### YOUR TASK
Collect every line of the records below that contains the word "opacity".
START RECORDS
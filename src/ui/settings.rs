// SPDX-License-Identifier: MPL-2.0
//! Settings screen: language and theme selection.
//!
//! The screen itself is stateless; the selected values live on the
//! application and changes are reported upward as events so the app can
//! apply and persist them.

use crate::i18n::fluent::I18n;
use crate::ui::design_tokens::{sizing, spacing, typography};
use crate::ui::styles;
use crate::ui::theming::ThemeMode;
use iced::{
    widget::{pick_list, radio, Column, Container, Text},
    Element, Length, Theme,
};

/// Messages emitted by the settings screen.
#[derive(Debug, Clone)]
pub enum Message {
    LanguageSelected(String),
    ThemeSelected(ThemeMode),
}

/// Events propagated to the parent application.
#[derive(Debug, Clone, PartialEq, Eq)]
pub enum Event {
    LanguageChanged(String),
    ThemeChanged(ThemeMode),
}

/// Process a settings message and return the corresponding event.
#[must_use]
pub fn update(message: Message) -> Event {
    match message {
        Message::LanguageSelected(locale) => Event::LanguageChanged(locale),
        Message::ThemeSelected(mode) => Event::ThemeChanged(mode),
    }
}

/// Contextual data needed to render the settings screen.
pub struct ViewContext<'a> {
    pub i18n: &'a I18n,
    pub theme_mode: ThemeMode,
}

/// Render the settings screen.
pub fn view(ctx: ViewContext<'_>) -> Element<'_, Message> {
    let title = Text::new(ctx.i18n.tr("settings-title")).size(typography::TITLE_LG);

    let locales: Vec<String> = ctx
        .i18n
        .available_locales
        .iter()
        .map(ToString::to_string)
        .collect();
    let current = ctx.i18n.current_locale().to_string();

    let language_section = Column::new()
        .spacing(spacing::XS)
        .push(Text::new(ctx.i18n.tr("settings-language")).size(typography::CAPTION))
        .push(pick_list(locales, Some(current), Message::LanguageSelected));

    let mut theme_section = Column::new()
        .spacing(spacing::XS)
        .push(Text::new(ctx.i18n.tr("settings-theme")).size(typography::CAPTION));
    for mode in ThemeMode::ALL {
        theme_section = theme_section.push(radio(
            ctx.i18n.tr(mode.i18n_key()),
            mode,
            Some(ctx.theme_mode),
            Message::ThemeSelected,
        ));
    }

    let card = Container::new(
        Column::new()
            .spacing(spacing::MD)
            .push(language_section)
            .push(theme_section),
    )
    .width(Length::Fill)
    .padding(spacing::MD)
    .style(|theme: &Theme| styles::container::card(theme));

    let content = Column::new()
        .spacing(spacing::LG)
        .max_width(sizing::CONTENT_MAX_WIDTH)
        .push(title)
        .push(card);

    Container::new(content)
        .width(Length::Fill)
        .height(Length::Fill)
        .padding(spacing::LG)
        .center_x(Length::Fill)
        .into()
}
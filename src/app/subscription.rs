// SPDX-License-Identifier: MPL-2.0
//! Periodic subscriptions for the application.

use super::Message;
use iced::{time, Subscription};
use std::time::Duration;

/// Creates a periodic tick subscription for the notification lifecycle.
///
/// The tick drives both expiry of visible toasts and draining of the
/// process-wide notifier channel, so it stays active while a notifier is
/// installed even when nothing is on screen. A push from an async task then
/// surfaces within one tick instead of waiting for the next user interaction.
pub fn create_tick_subscription(active: bool) -> Subscription<Message> {
    if active {
        time::every(Duration::from_millis(100)).map(Message::Tick)
    } else {
        Subscription::none()
    }
}
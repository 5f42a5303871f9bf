// SPDX-License-Identifier: MPL-2.0
//! Extensible theming system.

use crate::ui::design_tokens::{opacity, palette};
use iced::Color;
use serde::{Deserialize, Serialize};

/// Color palette for a theme.
#[derive(Debug, Clone)]
pub struct ColorScheme {
    // Surface colors
    pub surface_primary: Color,
    pub surface_secondary: Color,
    pub surface_tertiary: Color,

    // Text colors
    pub text_primary: Color,
    pub text_secondary: Color,
    pub text_tertiary: Color,

    // Brand colors
    pub brand_primary: Color,
    pub brand_secondary: Color,

    // Semantic colors
    pub error: Color,
    pub warning: Color,
    pub success: Color,
    pub info: Color,

    // Overlay colors
    pub overlay_background: Color,
    pub overlay_text: Color,
}

impl ColorScheme {
    /// Light theme (Light mode).
    #[must_use]
    pub fn light() -> Self {
        Self {
            surface_primary: palette::WHITE,
            surface_secondary: palette::GRAY_100,
            surface_tertiary: palette::GRAY_200,

            text_primary: palette::GRAY_900,
            text_secondary: palette::GRAY_700,
            text_tertiary: palette::GRAY_400,

            brand_primary: palette::PRIMARY_500,
            brand_secondary: palette::PRIMARY_600,

            error: palette::ERROR_500,
            warning: palette::WARNING_500,
            success: palette::SUCCESS_500,
            info: palette::INFO_500,

            overlay_background: Color {
                a: opacity::OVERLAY_STRONG,
                ..palette::BLACK
            },
            overlay_text: palette::WHITE,
        }
    }

    /// Dark theme (Dark mode).
    #[must_use]
    pub fn dark() -> Self {
        Self {
            surface_primary: palette::GRAY_900,
            surface_secondary: Color::from_rgb(0.15, 0.15, 0.15),
            surface_tertiary: Color::from_rgb(0.2, 0.2, 0.2),

            text_primary: palette::WHITE,
            text_secondary: palette::GRAY_200,
            text_tertiary: palette::GRAY_400,

            brand_primary: palette::PRIMARY_400,
            brand_secondary: palette::PRIMARY_500,

            error: palette::ERROR_500,
            warning: palette::WARNING_500,
            success: palette::SUCCESS_500,
            info: palette::INFO_500,

            overlay_background: Color {
                a: opacity::OVERLAY_HOVER,
                ..palette::BLACK
            },
            overlay_text: palette::WHITE,
        }
    }

    /// Detects the system theme and returns the appropriate `ColorScheme`.
    #[must_use]
    pub fn from_system() -> Self {
        if let Ok(dark_light::Mode::Light) = dark_light::detect() {
            Self::light()
        } else {
            Self::dark() // Default to dark for Dark mode or on error
        }
    }
}

/// Global theme configuration.
#[derive(Debug, Clone)]
pub struct AppTheme {
    pub colors: ColorScheme,
    pub mode: ThemeMode,
}

#[derive(Debug, Clone, Copy, PartialEq, Eq, Default, Serialize, Deserialize)]
#[serde(rename_all = "lowercase")]
pub enum ThemeMode {
    Light,
    Dark,
    #[default]
    System,
}

impl ThemeMode {
    /// Returns true if the effective theme is dark.
    /// For System mode, detects the actual system theme.
    #[must_use]
    pub fn is_dark(self) -> bool {
        match self {
            ThemeMode::Light => false,
            ThemeMode::Dark => true,
            ThemeMode::System => {
                // Detect system theme; default to dark on detection error
                !matches!(dark_light::detect(), Ok(dark_light::Mode::Light))
            }
        }
    }

    /// i18n key for the settings picker label.
    #[must_use]
    pub fn i18n_key(self) -> &'static str {
        match self {
            ThemeMode::Light => "settings-theme-light",
            ThemeMode::Dark => "settings-theme-dark",
            ThemeMode::System => "settings-theme-system",
        }
    }

    pub const ALL: [ThemeMode; 3] = [ThemeMode::Light, ThemeMode::Dark, ThemeMode::System];
}

impl AppTheme {
    #[must_use]
    pub fn new(mode: ThemeMode) -> Self {
        let colors = match mode {
            ThemeMode::Light => ColorScheme::light(),
            ThemeMode::Dark => ColorScheme::dark(),
            ThemeMode::System => ColorScheme::from_system(),
        };

        Self { colors, mode }
    }
}

#[cfg(test)]
mod tests {
    use super::*;

    #[test]
    fn light_theme_has_light_surface() {
        let scheme = ColorScheme::light();
        assert!(scheme.surface_primary.r > 0.9); // Close to white
    }

    #[test]
    fn dark_theme_has_dark_surface() {
        let scheme = ColorScheme::dark();
        assert!(scheme.surface_primary.r < 0.2); // Close to black
    }

    #[test]
    fn theme_mode_is_dark_returns_correct_values() {
        assert!(!ThemeMode::Light.is_dark());
        assert!(ThemeMode::Dark.is_dark());
        // System mode depends on actual system theme, so we just verify it doesn't panic
        let _ = ThemeMode::System.is_dark();
    }

    #[test]
    fn app_theme_follows_requested_mode() {
        let light = AppTheme::new(ThemeMode::Light);
        let dark = AppTheme::new(ThemeMode::Dark);
        assert!(light.colors.surface_primary.r > dark.colors.surface_primary.r);
        assert!(light.colors.text_primary.r < dark.colors.text_primary.r);
    }
}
END RECORDS
### SOLUTION TO THIS PROBLEM
use crate::ui::design_tokens::{opacity, palette};
                a: opacity::OVERLAY_STRONG,
                a: opacity::OVERLAY_HOVER,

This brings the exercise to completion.